Looks like you could double up on your dose.  When were the bloods taken?


----------



## John Ziegler (Sep 27, 2016)

DF said:


> Looks like you could double up on your dose.  When were the bloods taken?



Yesterday when I woke up around 2pm that is my morning what will double that get my range to.

I'd like to keep that E under 60.0 as well without using an AI


----------



## ToolSteel (Sep 27, 2016)

Zeigler said:


> Yesterday when I woke up around 2pm that is my morning what will double that get my range to.
> 
> I'd like to keep that E under 60.0 as well without using an AI



Well, roughly double. Granted there's other variables but it'd be close. 

I would at least double it. Roll another month or so and test again.


----------



## John Ziegler (Sep 27, 2016)

ToolSteel said:


> Well, roughly double. Granted there's other variables but it'd be close.
> 
> I would at least double it. Roll another month or so and test again.

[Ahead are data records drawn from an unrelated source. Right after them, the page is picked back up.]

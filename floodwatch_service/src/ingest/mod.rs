//! Backend API clients.
//!
//! - `http`: shared reqwest client carrying the user's credentials.
//! - `predictions`: station list from the prediction endpoint, parsed leniently.
//! - `subscriptions`: the user's region subscriptions.

pub mod http;
pub mod predictions;
pub mod subscriptions;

How about that E, would it double too ?

I've been doing more cardio but could definately step it up if that means I can run double the dose and stay under 60.0


----------



## IHI (Sep 27, 2016)

When was your last shot? Before you had bloods

My doc started me at 100mg/once a week. 548 low, 784 high when they check ya 1 day before scheduled shot and then 2 days after shot to fund you low/high

You using cyp or eth? Cyp has 12 day half life so that's why most docs scribe cyp so patient only has to pin once a week.

Wouldn't bother 3.5 days pins until your going for beast, 100-200/wk, just do 1 shot and enjoy life


----------



## John Ziegler (Sep 27, 2016)

IHI said:


> When was your last shot?



The last shot before blood work was Thursday night 50mgs Test C.


----------



## IHI (Sep 27, 2016)

Well, you foughd your trough, and I believe since your pinning such a small amount, that is y reading is so low too.

Run a normal doc scribed pin schedule, 100-140mg/wk for 4-6 weeks, THEN do bloods, bet it's normal after that.

It'd be like going to the bar and sipping on a shot of whiskey over a 4hr period, yeah your taking it in, but not enough to get anything worthwhile for your effort


----------



## John Ziegler (Sep 27, 2016)

IHI said:


> Well, you foughd your trough, and I believe since your pinning such a small amount, that is y reading is so low too.
> 
> Run a normal doc scribed pin schedule, 100-140mg/wk for 4-6 weeks, THEN do bloods, bet it's normal after that.
> 
> It'd be like going to the bar and sipping on a shot of whiskey over a 4hr period, yeah your taking it in, but not enough to get anything worthwhile for your effort



I was doing 50mgs every 3.5 days though after 3 months that level should be pretty steady.


----------



## IHI (Sep 27, 2016)

I believe it is steady, but factor in the half life and it's almost a losing battle. I tried what your doing, results same as yours. Went back to 100mg once a week, and everything righted itself in the world.

Both family doc and endo actually thought I was still doing 100mg/wk 1 time, while I was actually splitting like your doing, and after my bloods cane back very low, just like yours, endo upped me to 120mg/wk.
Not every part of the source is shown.